→ **WHAT TO WORK ON**:
Search the listing below for the string "DashboardConfig", then copy every line it appears in.

-- -- --

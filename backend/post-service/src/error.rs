/// Error types for Post Service
///
/// This module defines all error types that can occur in the post-service.
/// Errors are converted to appropriate HTTP responses for API clients.
use actix_web::{error::ResponseError, http::StatusCode, HttpResponse};
use serde::Serialize;
use thiserror::Error;

/// Result type for post-service operations
pub type Result<T> = std::result::Result<T, AppError>;

/// A single rejected input field, reported inside the 400 errors array.
#[derive(Debug, Clone, PartialEq, Eq, Serialize)]
pub struct FieldError {
    pub msg: String,
    pub param: String,
}

/// Application error types
#[derive(Debug, Error)]
pub enum AppError {
    /// Request input failed validation
    #[error("validation failed")]
    Validation(Vec<FieldError>),

    /// Missing or invalid identity
    #[error("{0}")]
    Unauthorized(String),

    /// Resource not found (also covers malformed identifiers)
    #[error("{0}")]
    NotFound(String),

    /// Caller does not own the resource
    #[error("{0}")]
    Forbidden(String),

    /// Database operation failed
    #[error("database error: {0}")]
    Database(#[from] sqlx::Error),

    /// Internal server error
    #[error("{0}")]
    Internal(String),
}

impl ResponseError for AppError {
    fn status_code(&self) -> StatusCode {
        match self {
            AppError::Validation(_) => StatusCode::BAD_REQUEST,
            AppError::Unauthorized(_) => StatusCode::UNAUTHORIZED,
            AppError::NotFound(_) => StatusCode::NOT_FOUND,
            AppError::Forbidden(_) => StatusCode::FORBIDDEN,
            AppError::Database(_) | AppError::Internal(_) => StatusCode::INTERNAL_SERVER_ERROR,
        }
    }

    fn error_response(&self) -> HttpResponse {
        match self {
            AppError::Validation(errors) => {
                HttpResponse::BadRequest().json(serde_json::json!({ "errors": errors }))
            }
            AppError::Unauthorized(msg) | AppError::NotFound(msg) | AppError::Forbidden(msg) => {
                HttpResponse::build(self.status_code()).json(serde_json::json!({ "msg": msg }))
            }
            AppError::Database(_) | AppError::Internal(_) => {
                // Clients get a generic body; the cause stays in the server log.
                tracing::error!("request failed: {}", self);
                HttpResponse::InternalServerError()
                    .json(serde_json::json!({ "msg": "Server Error" }))
            }
        }
    }
}

impl From<validator::ValidationErrors> for AppError {
    fn from(errors: validator::ValidationErrors) -> Self {
        let mut fields: Vec<FieldError> = errors
            .field_errors()
            .into_iter()
            .flat_map(|(field, errs)| {
                errs.iter().map(move |e| FieldError {
                    msg: e
                        .message
                        .as_ref()
                        .map(|m| m.to_string())
                        .unwrap_or_else(|| "Invalid value".to_string()),
                    param: field.to_string(),
                })
            })
            .collect();
        fields.sort_by(|a, b| a.param.cmp(&b.param));
        AppError::Validation(fields)
    }
}

#[cfg(test)]
mod tests {
    use super::*;
    use actix_web::body::to_bytes;

    #[test]
    fn status_codes_follow_the_taxonomy() {
        assert_eq!(
            AppError::Validation(vec![]).status_code(),
            StatusCode::BAD_REQUEST
        );
        assert_eq!(
            AppError::Unauthorized("no token".into()).status_code(),
            StatusCode::UNAUTHORIZED
        );
        assert_eq!(
            AppError::NotFound("Post not found".into()).status_code(),
            StatusCode::NOT_FOUND
        );
        assert_eq!(
            AppError::Forbidden("User not authorized".into()).status_code(),
            StatusCode::FORBIDDEN
        );
        assert_eq!(
            AppError::Internal("boom".into()).status_code(),
            StatusCode::INTERNAL_SERVER_ERROR
        );
    }

    #[actix_web::test]
    async fn not_found_body_is_a_msg_object() {
        let resp = AppError::NotFound("Post not found".into()).error_response();
        let bytes = to_bytes(resp.into_body()).await.unwrap();
        let body: serde_json::Value = serde_json::from_slice(&bytes).unwrap();
        assert_eq!(body, serde_json::json!({ "msg": "Post not found" }));
    }

    #[actix_web::test]
    async fn server_errors_hide_the_cause() {
        let resp = AppError::Internal("connection refused at 10.0.0.3".into()).error_response();
        let bytes = to_bytes(resp.into_body()).await.unwrap();
        let body: serde_json::Value = serde_json::from_slice(&bytes).unwrap();
        assert_eq!(body, serde_json::json!({ "msg": "Server Error" }));
    }

    #[actix_web::test]
    async fn validation_body_is_an_errors_array() {
        let err = AppError::Validation(vec![FieldError {
            msg: "Text is required".into(),
            param: "text".into(),
        }]);
        let resp = err.error_response();
        let bytes = to_bytes(resp.into_body()).await.unwrap();
        let body: serde_json::Value = serde_json::from_slice(&bytes).unwrap();
        assert_eq!(
            body,
            serde_json::json!({ "errors": [{ "msg": "Text is required", "param": "text" }] })
        );
    }
}
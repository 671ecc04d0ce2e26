/// Health check endpoints
///
/// Kubernetes-style probes: a liveness check that always succeeds while the
/// process is up, a readiness check with per-component results, and a terse
/// health summary for container healthchecks.
use actix_web::{web, HttpResponse};
use chrono::Utc;
use serde::Serialize;
use std::collections::HashMap;
use std::time::Instant;

pub struct HealthState {
    db_pool: sqlx::Pool<sqlx::Postgres>,
}

#[derive(Serialize, Clone)]
#[serde(rename_all = "lowercase")]
enum ComponentStatus {
    Healthy,
    Unhealthy,
}

#[derive(Serialize)]
struct ComponentCheck {
    status: ComponentStatus,
    message: String,
    #[serde(skip_serializing_if = "Option::is_none")]
    latency_ms: Option<u64>,
}

#[derive(Serialize)]
struct ReadinessResponse {
    ready: bool,
    status: ComponentStatus,
    checks: HashMap<String, ComponentCheck>,
    timestamp: String,
}

impl HealthState {
    pub fn new(db_pool: sqlx::Pool<sqlx::Postgres>) -> Self {
        Self { db_pool }
    }

    async fn check_postgres(&self) -> Result<(), sqlx::Error> {
        sqlx::query("SELECT 1")
            .fetch_one(&self.db_pool)
            .await
            .map(|_| ())
    }
}

pub async fn health_summary(state: web::Data<HealthState>) -> HttpResponse {
    match state.check_postgres().await {
        Ok(_) => HttpResponse::Ok().json(serde_json::json!({
            "status": "ok",
            "service": "post-service",
            "version": env!("CARGO_PKG_VERSION")
        })),
        Err(e) => HttpResponse::ServiceUnavailable().json(serde_json::json!({
            "status": "unhealthy",
            "error": format!("PostgreSQL connection failed: {}", e),
            "service": "post-service"
        })),
    }
}

pub async fn readiness_summary(state: web::Data<HealthState>) -> HttpResponse {
    let mut checks = HashMap::new();
    let mut ready = true;

    let start = Instant::now();
    let pg_result = state.check_postgres().await;
    let pg_latency = Some(start.elapsed().as_millis() as u64);
    let postgres_check = match pg_result {
        Ok(_) => ComponentCheck {
            status: ComponentStatus::Healthy,
            message: "PostgreSQL connection successful".to_string(),
            latency_ms: pg_latency,
        },
        Err(e) => {
            ready = false;
            ComponentCheck {
                status: ComponentStatus::Unhealthy,
                message: format!("PostgreSQL connection failed: {}", e),
                latency_ms: pg_latency,
            }
        }
    };
    checks.insert("postgresql".to_string(), postgres_check);

    let status = if ready {
        ComponentStatus::Healthy
    } else {
        ComponentStatus::Unhealthy
    };

    let response = ReadinessResponse {
        ready,
        status,
        checks,
        timestamp: Utc::now().to_rfc3339(),
    };

    if ready {
        HttpResponse::Ok().json(response)
    } else {
        HttpResponse::ServiceUnavailable().json(response)
    }
}

pub async fn liveness_check() -> HttpResponse {
    HttpResponse::Ok().json(serde_json::json!({"alive": true}))
}
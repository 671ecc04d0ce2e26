/// Post Service Library
///
/// Handles the social-posting endpoints for the Pulse platform: posts,
/// like toggling, and the comments embedded in each post document.
///
/// # Modules
///
/// - `handlers`: HTTP request handlers
/// - `models`: Post/Comment document structures and mutation helpers
/// - `services`: Business logic layer
/// - `db`: Database access layer and repositories
/// - `middleware`: HTTP middleware for authentication and request metrics
/// - `error`: Error types and handling
/// - `config`: Configuration management
/// - `metrics`: Observability and metrics collection
pub mod config;
pub mod db;
pub mod error;
pub mod handlers;
pub mod metrics;
pub mod middleware;
pub mod models;
pub mod services;

pub use config::Config;
pub use error::{AppError, Result};
use actix_cors::Cors;
use actix_web::{middleware::Logger, web, App, HttpServer};
use post_service::handlers;
use post_service::middleware;
use std::io;
use std::sync::Arc;
use tracing_subscriber::{layer::SubscriberExt, util::SubscriberInitExt};

/// Post Service
///
/// A microservice that handles the social-posting endpoints: posts, like
/// toggling, and embedded comments.
///
/// # Routes
///
/// - `/api/v1/posts` - Create and list posts
/// - `/api/v1/posts/{post_id}` - Read/delete a post, add a comment
/// - `/api/v1/posts/{post_id}/tlike` - Toggle the caller's like
/// - `/api/v1/posts/{post_id}/{comment_id}` - Remove a comment
///
/// # Architecture
///
/// - HTTP handlers with request/response conversion
/// - PostgreSQL for persistent storage; each post is a self-contained
///   document with JSONB likes/comments arrays
/// - JWT bearer authentication middleware in front of every resource route
#[actix_web::main]
async fn main() -> io::Result<()> {
    dotenv::dotenv().ok();

    // Initialize tracing
    tracing_subscriber::registry()
        .with(
            tracing_subscriber::EnvFilter::try_from_default_env()
                .unwrap_or_else(|_| "info,actix_web=debug,sqlx=debug".into()),
        )
        .with(tracing_subscriber::fmt::layer())
        .init();

    // Load configuration
    let config = match post_service::Config::from_env() {
        Ok(cfg) => cfg,
        Err(e) => {
            tracing::error!("Configuration loading failed: {}", e);
            eprintln!("ERROR: Failed to load configuration: {}", e);
            std::process::exit(1);
        }
    };

    tracing::info!("Starting post-service v{}", env!("CARGO_PKG_VERSION"));
    tracing::info!("Environment: {}", config.app.env);

    // Initialize database connection pool
    let db_pool = match post_service::db::create_pool(&config.database).await {
        Ok(pool) => pool,
        Err(e) => {
            tracing::error!("Database pool creation failed: {}", e);
            eprintln!("ERROR: Failed to create database pool: {}", e);
            std::process::exit(1);
        }
    };

    if let Err(e) = post_service::db::run_migrations(&db_pool).await {
        tracing::error!("Database migration failed: {}", e);
        eprintln!("ERROR: Failed to run migrations: {}", e);
        std::process::exit(1);
    }

    tracing::info!("Connected to database, migrations applied");

    let decoding_key = Arc::new(jsonwebtoken::DecodingKey::from_secret(
        config.auth.jwt_secret.as_bytes(),
    ));

    let health_state = web::Data::new(handlers::HealthState::new(db_pool.clone()));

    let bind_address = format!("{}:{}", config.app.host, config.app.port);
    tracing::info!("Starting HTTP server at {}", bind_address);

    let server = HttpServer::new(move || {
        // Build CORS configuration
        let mut cors = Cors::default();
        for origin in config.cors.allowed_origins.split(',') {
            let origin = origin.trim();
            if origin == "*" {
                cors = cors.allow_any_origin();
            } else {
                cors = cors.allowed_origin(origin);
            }
        }
        cors = cors.allow_any_method().allow_any_header().max_age(3600);

        App::new()
            .app_data(web::Data::new(db_pool.clone()))
            .app_data(health_state.clone())
            .wrap(cors)
            .wrap(Logger::default())
            .wrap(tracing_actix_web::TracingLogger::default())
            .route(
                "/metrics",
                web::get().to(post_service::metrics::serve_metrics),
            )
            // Health check endpoints
            .route("/api/v1/health", web::get().to(handlers::health_summary))
            .route(
                "/api/v1/health/ready",
                web::get().to(handlers::readiness_summary),
            )
            .route(
                "/api/v1/health/live",
                web::get().to(handlers::liveness_check),
            )
            .service(
                web::scope("/api/v1")
                    .wrap(middleware::JwtAuth::new(decoding_key.clone()))
                    .wrap(middleware::MetricsMiddleware)
                    .service(
                        web::scope("/posts")
                            .service(
                                web::resource("")
                                    .route(web::get().to(handlers::list_posts))
                                    .route(web::post().to(handlers::create_post)),
                            )
                            .service(
                                web::resource("/{post_id}/tlike")
                                    .route(web::put().to(handlers::toggle_like)),
                            )
                            .service(
                                web::resource("/{post_id}/{comment_id}")
                                    .route(web::delete().to(handlers::delete_comment)),
                            )
                            .service(
                                web::resource("/{post_id}")
                                    .route(web::get().to(handlers::get_post))
                                    .route(web::post().to(handlers::add_comment))
                                    .route(web::delete().to(handlers::delete_post)),
                            ),
                    ),
            )
    })
    .bind(&bind_address)?
    .run();

    server.await?;

    tracing::info!("Post-service shutting down");
    Ok(())
}
//! Prometheus metrics for post-service.
//!
//! Exposes HTTP request collectors and a handler for the `/metrics` endpoint.

use actix_web::HttpResponse;
use lazy_static::lazy_static;
use prometheus::{
    register_histogram_vec, register_int_counter_vec, Encoder, HistogramVec, IntCounterVec,
    TextEncoder,
};

lazy_static! {
    /// Total HTTP requests processed, segmented by method and status.
    pub static ref HTTP_REQUESTS_TOTAL: IntCounterVec = register_int_counter_vec!(
        "http_requests_total",
        "HTTP requests processed segmented by method and status",
        &["method", "status"]
    )
    .expect("failed to register http_requests_total");

    /// Request duration segmented by method.
    pub static ref HTTP_REQUEST_DURATION_SECONDS: HistogramVec = register_histogram_vec!(
        "http_request_duration_seconds",
        "HTTP request duration segmented by method",
        &["method"]
    )
    .expect("failed to register http_request_duration_seconds");
}

/// Actix handler that renders Prometheus metrics in text format.
pub async fn serve_metrics() -> HttpResponse {
    let encoder = TextEncoder::new();
    let metric_families = prometheus::gather();

    let mut buffer = Vec::new();
    if let Err(err) = encoder.encode(&metric_families, &mut buffer) {
        return HttpResponse::InternalServerError().body(err.to_string());
    }

    HttpResponse::Ok()
        .content_type(encoder.format_type())
        .body(buffer)
}
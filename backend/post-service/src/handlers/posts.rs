/// Post handlers - HTTP endpoints for post operations
use crate::error::Result;
use crate::handlers::parse_post_id;
use crate::middleware::UserId;
use crate::services::PostService;
use actix_web::{web, HttpResponse};
use serde::Deserialize;
use sqlx::PgPool;
use validator::Validate;

/// Request body for creating a post
#[derive(Debug, Deserialize, Validate)]
pub struct CreatePostRequest {
    #[validate(length(min = 1, message = "Text is required"))]
    pub text: String,
}

/// Create a new post
pub async fn create_post(
    pool: web::Data<PgPool>,
    user: UserId,
    req: web::Json<CreatePostRequest>,
) -> Result<HttpResponse> {
    req.validate()?;

    let service = PostService::new((**pool).clone());
    let post = service.create_post(user.0, &req.text).await?;

    Ok(HttpResponse::Ok().json(post))
}

/// List all posts, newest first
pub async fn list_posts(pool: web::Data<PgPool>) -> Result<HttpResponse> {
    let service = PostService::new((**pool).clone());
    let posts = service.list_posts().await?;

    Ok(HttpResponse::Ok().json(posts))
}

/// Get a post by ID
pub async fn get_post(pool: web::Data<PgPool>, path: web::Path<String>) -> Result<HttpResponse> {
    let post_id = parse_post_id(&path)?;

    let service = PostService::new((**pool).clone());
    let post = service.get_post(post_id).await?;

    Ok(HttpResponse::Ok().json(post))
}

/// Delete a post owned by the caller
pub async fn delete_post(
    pool: web::Data<PgPool>,
    user: UserId,
    path: web::Path<String>,
) -> Result<HttpResponse> {
    let post_id = parse_post_id(&path)?;

    let service = PostService::new((**pool).clone());
    service.delete_post(post_id, user.0).await?;

    Ok(HttpResponse::Ok().json(serde_json::json!({ "msg": "Post removed" })))
}

/// Toggle the caller's like on a post, returning the updated liker list
pub async fn toggle_like(
    pool: web::Data<PgPool>,
    user: UserId,
    path: web::Path<String>,
) -> Result<HttpResponse> {
    let post_id = parse_post_id(&path)?;

    let service = PostService::new((**pool).clone());
    let likes = service.toggle_like(post_id, user.0).await?;

    Ok(HttpResponse::Ok().json(likes))
}
//! Dashboard manifest: which CSV files to load and how to aggregate each.

use crate::data::{AggregationSpec, DataLoader, PRESET_NAMES};
use crate::pipeline::{DatasetJob, JobInput};
use anyhow::{bail, Context, Result};
use serde::Deserialize;
use std::path::{Path, PathBuf};
use tracing::debug;

fn default_true() -> bool {
    true
}

#[derive(Debug, Clone, Deserialize)]
#[serde(deny_unknown_fields)]
pub struct DatasetConfig {
    pub name: String,
    pub path: PathBuf,
    #[serde(default = "default_true")]
    pub has_header: bool,
    #[serde(default)]
    pub preset: Option<String>,
    #[serde(default)]
    pub spec: Option<AggregationSpec>,
}

impl DatasetConfig {
    /// The effective spec: the inline one or the named preset.
    pub fn resolve_spec(&self) -> Result<AggregationSpec> {
        match (&self.preset, &self.spec) {
            (Some(_), Some(_)) => bail!("dataset `{}`: give either `preset` or `spec`, not both", self.name),
            (None, None) => bail!("dataset `{}`: one of `preset` or `spec` is required", self.name),
            (None, Some(spec)) => Ok(spec.clone()),
            (Some(preset), None) => AggregationSpec::preset(preset).with_context(|| {
                format!(
                    "dataset `{}`: unknown preset `{}` (known: {})",
                    self.name,
                    preset,
                    PRESET_NAMES.join(", ")
                )
            }),
        }
    }
}

#[derive(Debug, Clone, Deserialize)]
#[serde(deny_unknown_fields)]
pub struct DashboardConfig {
    pub datasets: Vec<DatasetConfig>,
    /// Directory relative dataset paths resolve against.
    #[serde(skip)]
    pub base_dir: PathBuf,
}

impl DashboardConfig {
    /// Load a JSON manifest. Relative paths resolve against its directory.
    pub fn load(path: impl AsRef<Path>) -> Result<Self> {
        let path = path.as_ref();
        let text = std::fs::read_to_string(path)
            .with_context(|| format!("failed to read manifest {}", path.display()))?;
        let mut config = Self::from_json(&text)
            .with_context(|| format!("invalid manifest {}", path.display()))?;
        config.base_dir = path.parent().map(Path::to_path_buf).unwrap_or_default();
        debug!(datasets = config.datasets.len(), base = %config.base_dir.display(), "loaded manifest");
        Ok(config)
    }

    pub fn from_json(text: &str) -> Result<Self> {
        let config: Self = serde_json::from_str(text)?;
        // Surface preset/spec mistakes before any file is read
        for dataset in &config.datasets {
            dataset.resolve_spec()?;
        }
        Ok(config)
    }

    /// Turn every dataset into a pipeline job.
    pub fn jobs(&self) -> Result<Vec<DatasetJob>> {
        self.datasets
            .iter()
            .map(|dataset| {
                Ok(DatasetJob {
                    name: dataset.name.clone(),
                    input: JobInput::File(self.base_dir.join(&dataset.path)),
                    loader: DataLoader::new().with_header(dataset.has_header),
                    spec: dataset.resolve_spec()?,
                })
            })
            .collect()
    }
}
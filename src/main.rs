//! Reservoir Dash - command line host
//!
//! Reads dataset files, runs the aggregation pipeline and prints the results
//! for a renderer to pick up.

use anyhow::{bail, Context, Result};
use clap::{Parser, Subcommand, ValueEnum};
use reservoir_dash::config::DashboardConfig;
use reservoir_dash::data::{AggregationSpec, DataLoader, PRESET_NAMES};
use reservoir_dash::export::DataExporter;
use reservoir_dash::pipeline::{DatasetJob, DatasetReport, DatasetStatus, JobInput, Pipeline};
use std::io::Write;
use std::path::{Path, PathBuf};
use tracing::info;
use tracing_subscriber::{fmt, EnvFilter};

#[derive(Debug, Clone, Copy, PartialEq, Eq, ValueEnum)]
enum OutputFormat {
    Json,
    Table,
    Csv,
}

#[derive(Parser)]
#[command(name = "reservoir-dash")]
#[command(about = "Aggregate dashboard CSV datasets into chart-ready series")]
#[command(version)]
struct Cli {
    #[command(subcommand)]
    command: Commands,
}

#[derive(Subcommand)]
enum Commands {
    /// Aggregate a single CSV file
    Aggregate {
        file: PathBuf,
        /// Built-in spec to apply
        #[arg(long, conflicts_with = "spec", required_unless_present = "spec")]
        preset: Option<String>,
        /// JSON file holding an aggregation spec
        #[arg(long)]
        spec: Option<PathBuf>,
        /// Treat the first row as data; columns are named "0", "1", ...
        #[arg(long)]
        no_header: bool,
        #[arg(long, value_enum, default_value_t = OutputFormat::Json)]
        format: OutputFormat,
    },
    /// Aggregate every dataset listed in a JSON manifest
    Dashboard {
        manifest: PathBuf,
        #[arg(long, value_enum, default_value_t = OutputFormat::Json)]
        format: OutputFormat,
    },
    /// List the built-in presets
    Presets,
}

fn main() -> Result<()> {
    // Logs go to stderr so stdout stays machine-readable
    let env = EnvFilter::try_from_default_env().unwrap_or_else(|_| EnvFilter::new("info"));
    fmt::Subscriber::builder()
        .with_env_filter(env)
        .with_writer(std::io::stderr)
        .init();

    let cli = Cli::parse();
    match cli.command {
        Commands::Aggregate {
            file,
            preset,
            spec,
            no_header,
            format,
        } => {
            let spec = match (preset, spec) {
                (Some(name), _) => AggregationSpec::preset(&name).with_context(|| {
                    format!("unknown preset `{name}` (known: {})", PRESET_NAMES.join(", "))
                })?,
                (None, Some(path)) => read_spec(&path)?,
                (None, None) => bail!("either --preset or --spec is required"),
            };
            let job = DatasetJob {
                name: file.display().to_string(),
                input: JobInput::File(file),
                loader: DataLoader::new().with_header(!no_header),
                spec,
            };
            let report = DatasetReport {
                name: job.name.clone(),
                status: Pipeline::run_job(&job),
            };
            let reports = [report];
            print_reports(&reports, std::slice::from_ref(&job), format)?;

            if let DatasetStatus::Failed(err) = &reports[0].status {
                bail!("{}: {} ({})", job.name, err, err.code());
            }
        }
        Commands::Dashboard { manifest, format } => {
            let config = DashboardConfig::load(&manifest)?;
            let jobs = config.jobs()?;
            info!(datasets = jobs.len(), "running dashboard");

            let reports = Pipeline::run_all(&jobs);
            print_reports(&reports, &jobs, format)?;
        }
        Commands::Presets => {
            for name in PRESET_NAMES {
                if let Some(spec) = AggregationSpec::preset(name) {
                    println!("{name}: {}", serde_json::to_string(&spec)?);
                }
            }
        }
    }

    Ok(())
}

fn read_spec(path: &Path) -> Result<AggregationSpec> {
    let text = std::fs::read_to_string(path)
        .with_context(|| format!("failed to read spec {}", path.display()))?;
    serde_json::from_str(&text).with_context(|| format!("invalid spec {}", path.display()))
}

fn print_reports(reports: &[DatasetReport], jobs: &[DatasetJob], format: OutputFormat) -> Result<()> {
    let stdout = std::io::stdout();
    let mut out = stdout.lock();

    if format == OutputFormat::Json {
        serde_json::to_writer_pretty(&mut out, reports)?;
        writeln!(out)?;
        return Ok(());
    }

    for (report, job) in reports.iter().zip(jobs) {
        match &report.status {
            DatasetStatus::Ready(result) => {
                let mut df = DataExporter::to_dataframe(result, &job.spec.value_columns)?;
                match format {
                    OutputFormat::Table => {
                        writeln!(out, "{} ({} diagnostics)", report.name, result.diagnostics.len())?;
                        writeln!(out, "{df}")?;
                    }
                    _ => {
                        writeln!(out, "# {}", report.name)?;
                        DataExporter::write_csv(&mut df, &mut out)?;
                    }
                }
            }
            DatasetStatus::Failed(err) => {
                writeln!(out, "# {}: error: {} ({})", report.name, err, err.code())?;
            }
            other => {
                writeln!(out, "# {}: {}", report.name, other.state())?;
            }
        }
    }

    Ok(())
}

-- -- --

→ **TASK OUTPUT**:
pub struct DashboardConfig {
impl DashboardConfig {
use reservoir_dash::config::DashboardConfig;
            let config = DashboardConfig::load(&manifest)?;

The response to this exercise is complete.